AI history of games research: Arthur Samuel is most closely associated with developing a pioneering self-learning program that played which game?

Difficulty: Easy

Correct Answer: checkers

Explanation:


Introduction / Context:
Games have long served as testbeds for AI because they offer clear rules, measurable outcomes, and vast search spaces. Arthur Samuel's work is a landmark: he engineered one of the first programs that improved its play over time by learning from experience—an early demonstration of machine learning in action.


Given Data / Assumptions:

  • We must identify the specific game tied to Samuel's self-learning program.
  • Chess is a common distractor due to other AI milestones, but the earliest learning system here was not chess.
  • Non-board-sport options are irrelevant in this historical context.


Concept / Approach:
Samuel's program learned evaluation functions and improved move selection through mechanisms such as rote learning and self-play. The domain was checkers (draughts), chosen for tractability and the ability to encode board states and transitions efficiently for mid-20th-century hardware constraints.


Step-by-Step Solution:

Recall the historical association: Arthur Samuel → checkers. Differentiate from chess milestones (e.g., later search and evaluation breakthroughs). Discard sports unrelated to board-game AI research. Select checkers.

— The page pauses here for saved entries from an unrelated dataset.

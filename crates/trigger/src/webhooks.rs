//! Webhook registration rules.
//!
//! Registering a repository webhook does two things: it creates a GitHub event
//! source in the install namespace that forwards `push` and `pull_request`
//! events to the extension sink, and it records the webhook's metadata in the
//! [`WebhookStore`] so later lookups (by name or repository URL) can find the
//! pipeline, registry and secrets to use.
//!
//! The record map is updated read-modify-write; concurrent registrations on
//! one [`WebhookRegistry`] are serialised so none of them is lost.

use std::sync::Arc;

use serde::{Deserialize, Serialize};
use thiserror::Error;
use tokio::sync::Mutex;
use tracing::{debug, info, warn};

use crate::ports::{SourceCreator, WebhookStore};
use crate::{ClusterError, Namespace, StoreError};

/// Longest release name accepted (a DNS label).
pub const MAX_RELEASE_NAME_LEN: usize = 63;

/// Repository events every created source subscribes to.
pub const SOURCE_EVENT_TYPES: &[&str] = &["push", "pull_request"];

/// Service that receives the forwarded repository events.
pub const SINK_SERVICE_NAME: &str = "webhooks-extension-sink";

const SOURCE_API_VERSION: &str = "sources.eventing.knative.dev/v1alpha1";
const SINK_API_VERSION: &str = "serving.knative.dev/v1alpha1";
const ACCESS_TOKEN_KEY: &str = "accessToken";
const SECRET_TOKEN_KEY: &str = "secretToken";

// ---------------------------------------------------------------------------
// Records
// ---------------------------------------------------------------------------

/// A registered repository webhook, as submitted and as stored.
#[derive(Debug, Clone, Default, PartialEq, Eq, Serialize, Deserialize)]
pub struct Webhook {
    pub name: String,

    /// Namespace pipeline runs for this repository execute in.
    #[serde(default)]
    pub namespace: String,

    #[serde(rename = "serviceaccount", default, skip_serializing_if = "String::is_empty")]
    pub service_account: String,

    #[serde(rename = "gitrepositoryurl")]
    pub git_repository_url: String,

    /// Name of the secret holding the access and secret tokens.
    #[serde(rename = "accesstoken")]
    pub access_token_ref: String,

    #[serde(default)]
    pub pipeline: String,

    #[serde(rename = "dockerregistry", default, skip_serializing_if = "String::is_empty")]
    pub docker_registry: String,

    #[serde(rename = "helmsecret", default, skip_serializing_if = "String::is_empty")]
    pub helm_secret: String,

    #[serde(
        rename = "repositorysecretname",
        default,
        skip_serializing_if = "String::is_empty"
    )]
    pub repository_secret_name: String,

    #[serde(rename = "releasename", default, skip_serializing_if = "String::is_empty")]
    pub release_name: String,
}

/// Install-wide defaults applied to new webhooks.
#[derive(Debug, Clone, Default, PartialEq, Eq, Serialize, Deserialize)]
pub struct WebhookDefaults {
    /// Install namespace; sources and records live here.
    #[serde(default)]
    pub namespace: String,

    /// Registry used when a webhook does not name one.
    #[serde(rename = "dockerregistry", default)]
    pub docker_registry: String,
}

// ---------------------------------------------------------------------------
// Event source object
// ---------------------------------------------------------------------------

/// A GitHub event source object as submitted to the cluster.
#[derive(Debug, Clone, PartialEq, Eq, Serialize, Deserialize)]
#[serde(rename_all = "camelCase")]
pub struct GitHubSource {
    pub api_version: String,
    pub kind: String,
    pub metadata: SourceMetadata,
    pub spec: GitHubSourceSpec,
}

#[derive(Debug, Clone, PartialEq, Eq, Serialize, Deserialize)]
pub struct SourceMetadata {
    pub name: String,
}

#[derive(Debug, Clone, PartialEq, Eq, Serialize, Deserialize)]
#[serde(rename_all = "camelCase")]
pub struct GitHubSourceSpec {
    pub owner_and_repository: String,
    pub event_types: Vec<String>,
    pub access_token: SecretValueFromSource,
    pub secret_token: SecretValueFromSource,
    pub sink: ObjectReference,

    /// Set only for GitHub Enterprise hosts.
    #[serde(rename = "githubAPIURL", default, skip_serializing_if = "Option::is_none")]
    pub github_api_url: Option<String>,
}

#[derive(Debug, Clone, PartialEq, Eq, Serialize, Deserialize)]
#[serde(rename_all = "camelCase")]
pub struct SecretValueFromSource {
    pub secret_key_ref: SecretKeySelector,
}

#[derive(Debug, Clone, PartialEq, Eq, Serialize, Deserialize)]
pub struct SecretKeySelector {
    pub name: String,
    pub key: String,
}

#[derive(Debug, Clone, PartialEq, Eq, Serialize, Deserialize)]
#[serde(rename_all = "camelCase")]
pub struct ObjectReference {
    pub api_version: String,
    pub kind: String,
    pub name: String,
}

impl GitHubSource {
    /// Builds the event source for `webhook`.
    pub fn for_webhook(webhook: &Webhook, repo: &RepositoryCoordinates) -> Self {
        let secret = |key: &str| SecretValueFromSource {
            secret_key_ref: SecretKeySelector {
                name: webhook.access_token_ref.clone(),
                key: key.to_string(),
            },
        };

        Self {
            api_version: SOURCE_API_VERSION.to_string(),
            kind: "GitHubSource".to_string(),
            metadata: SourceMetadata {
                name: webhook.name.clone(),
            },
            spec: GitHubSourceSpec {
                owner_and_repository: repo.owner_and_repository.clone(),
                event_types: SOURCE_EVENT_TYPES.iter().map(|s| s.to_string()).collect(),
                access_token: secret(ACCESS_TOKEN_KEY),
                secret_token: secret(SECRET_TOKEN_KEY),
                sink: ObjectReference {
                    api_version: SINK_API_VERSION.to_string(),
                    kind: "Service".to_string(),
                    name: SINK_SERVICE_NAME.to_string(),
                },
                github_api_url: repo.enterprise_api_url.clone(),
            },
        }
    }
}

// ---------------------------------------------------------------------------
// Repository URL parsing
// ---------------------------------------------------------------------------

/// What a repository URL resolves to.
#[derive(Debug, Clone, PartialEq, Eq)]
pub struct RepositoryCoordinates {
    /// `owner/repo`, without a trailing `.git`.
    pub owner_and_repository: String,
    /// API base URL for GitHub Enterprise hosts; `None` for github.com.
    pub enterprise_api_url: Option<String>,
}

/// Resolves a repository URL such as `https://github.com/owner/repo.git`.
///
/// The API URL is the URL with its `owner/repo` suffix replaced by
/// `api/v3/`. A host with two dots is treated as GitHub Enterprise; one dot
/// means public GitHub.
pub fn parse_repository_url(url: &str) -> Result<RepositoryCoordinates, WebhookError> {
    let pieces: Vec<&str> = url.split('/').collect();
    if pieces.len() < 4 {
        return Err(WebhookError::RepositoryUrlFormat {
            url: url.to_string(),
        });
    }

    let owner = pieces[pieces.len() - 2];
    let repo = pieces[pieces.len() - 1];

    let suffix = format!("{owner}/{repo}");
    let base = url.strip_suffix(suffix.as_str()).unwrap_or(url);
    let api_url = format!("{base}api/v3/");

    let owner_and_repository = format!("{owner}/{}", repo.strip_suffix(".git").unwrap_or(repo));

    let enterprise_api_url = match api_url.matches('.').count() {
        1 => None,
        2 => Some(api_url),
        _ => return Err(WebhookError::ApiUrlFormat { api_url }),
    };

    Ok(RepositoryCoordinates {
        owner_and_repository,
        enterprise_api_url,
    })
}

// ---------------------------------------------------------------------------
// Errors
// ---------------------------------------------------------------------------

/// Failures registering or looking up webhooks.
#[derive(Debug, Error)]
pub enum WebhookError {
    #[error("requested release name ({name}) must be less than 64 characters")]
    ReleaseNameTooLong { name: String },

    #[error("namespace is required, but none was given")]
    NamespaceRequired,

    #[error("GitRepositoryURL format error ({url})")]
    RepositoryUrlFormat { url: String },

    #[error("parsing git api url '{api_url}'")]
    ApiUrlFormat { api_url: String },

    #[error("error creating GitHub source: {0}")]
    SourceCreation(#[source] ClusterError),

    #[error("error accessing GitHub webhooks: {0}")]
    Store(#[from] StoreError),

    #[error("could not find webhook with GitRepositoryURL: {url}")]
    NotFound { url: String },
}

impl WebhookError {
    /// Returns `true` if the request itself was at fault.
    pub fn is_client_error(&self) -> bool {
        !matches!(self, Self::Store(_))
    }
}

// ---------------------------------------------------------------------------
// Registry
// ---------------------------------------------------------------------------

/// Registers and looks up repository webhooks.
pub struct WebhookRegistry {
    defaults: WebhookDefaults,
    store: Arc<dyn WebhookStore>,
    sources: Arc<dyn SourceCreator>,
    write_lock: Mutex<()>,
}

impl WebhookRegistry {
    pub fn new(
        defaults: WebhookDefaults,
        store: Arc<dyn WebhookStore>,
        sources: Arc<dyn SourceCreator>,
    ) -> Self {
        Self {
            defaults,
            store,
            sources,
            write_lock: Mutex::new(()),
        }
    }

    /// Returns the install-wide defaults.
    pub fn defaults(&self) -> &WebhookDefaults {
        &self.defaults
    }

    /// Returns the namespace sources and records are kept in.
    pub fn install_namespace(&self) -> Namespace {
        Namespace::new(self.defaults.namespace.clone()).unwrap_or_else(Namespace::default_namespace)
    }

    /// Validates `webhook`, creates its event source, and records it.
    ///
    /// Returns the stored record (with defaults applied).
    pub async fn register(&self, mut webhook: Webhook) -> Result<Webhook, WebhookError> {
        if webhook.release_name.len() > MAX_RELEASE_NAME_LEN {
            return Err(WebhookError::ReleaseNameTooLong {
                name: webhook.release_name,
            });
        }

        if webhook.docker_registry.is_empty() && !self.defaults.docker_registry.is_empty() {
            webhook.docker_registry = self.defaults.docker_registry.clone();
        }
        debug!(docker_registry = %webhook.docker_registry, "Docker registry location");

        if webhook.namespace.is_empty() {
            return Err(WebhookError::NamespaceRequired);
        }

        let repo = parse_repository_url(&webhook.git_repository_url)?;
        debug!(
            owner_and_repository = %repo.owner_and_repository,
            api_url = ?repo.enterprise_api_url,
            "Creating GitHub source"
        );

        let install_ns = self.install_namespace();
        let source = GitHubSource::for_webhook(&webhook, &repo);
        self.sources
            .create_source(&install_ns, &source)
            .await
            .map_err(|e| {
                warn!(webhook = %webhook.name, error = %e, "Error creating GitHub source");
                WebhookError::SourceCreation(e)
            })?;

        let _guard = self.write_lock.lock().await;
        let mut webhooks = self.store.read(&install_ns).await?;
        webhooks.insert(webhook.name.clone(), webhook.clone());
        self.store.write(&install_ns, &webhooks).await?;

        info!(webhook = %webhook.name, namespace = %install_ns, "Created webhook");
        Ok(webhook)
    }

    /// Returns every recorded webhook.
    pub async fn list(&self) -> Result<Vec<Webhook>, WebhookError> {
        let install_ns = self.install_namespace();
        debug!(namespace = %install_ns, "Get all webhooks");
        Ok(self.store.read(&install_ns).await?.into_values().collect())
    }

    /// Finds the webhook registered for `url` in `namespace`.
    pub async fn find_by_repository_url(
        &self,
        url: &str,
        namespace: &Namespace,
    ) -> Result<Webhook, WebhookError> {
        self.store
            .read(namespace)
            .await?
            .into_values()
            .find(|w| w.git_repository_url == url)
            .ok_or_else(|| WebhookError::NotFound {
                url: url.to_string(),
            })
    }
}

impl std::fmt::Debug for WebhookRegistry {
    fn fmt(&self, f: &mut std::fmt::Formatter<'_>) -> std::fmt::Result {
        f.debug_struct("WebhookRegistry")
            .field("defaults", &self.defaults)
            .finish_non_exhaustive()
    }
}

#[cfg(test)]
#[path = "webhooks_tests.rs"]
mod tests;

Verification / Alternative check:
AI histories consistently credit Samuel's checkers program as a pioneering example of machine learning and game-playing AI, reinforcing the answer.


Why Other Options Are Wrong:

  • Chess: a major AI domain, but not Samuel's famed learning program.
  • Cricket/Football: unrelated to early computational game-playing research.
  • None: incorrect because checkers is the established association.


Common Pitfalls:
Assuming early AI game work was primarily chess; overlooking checkers' key role in demonstrating learning from self-play.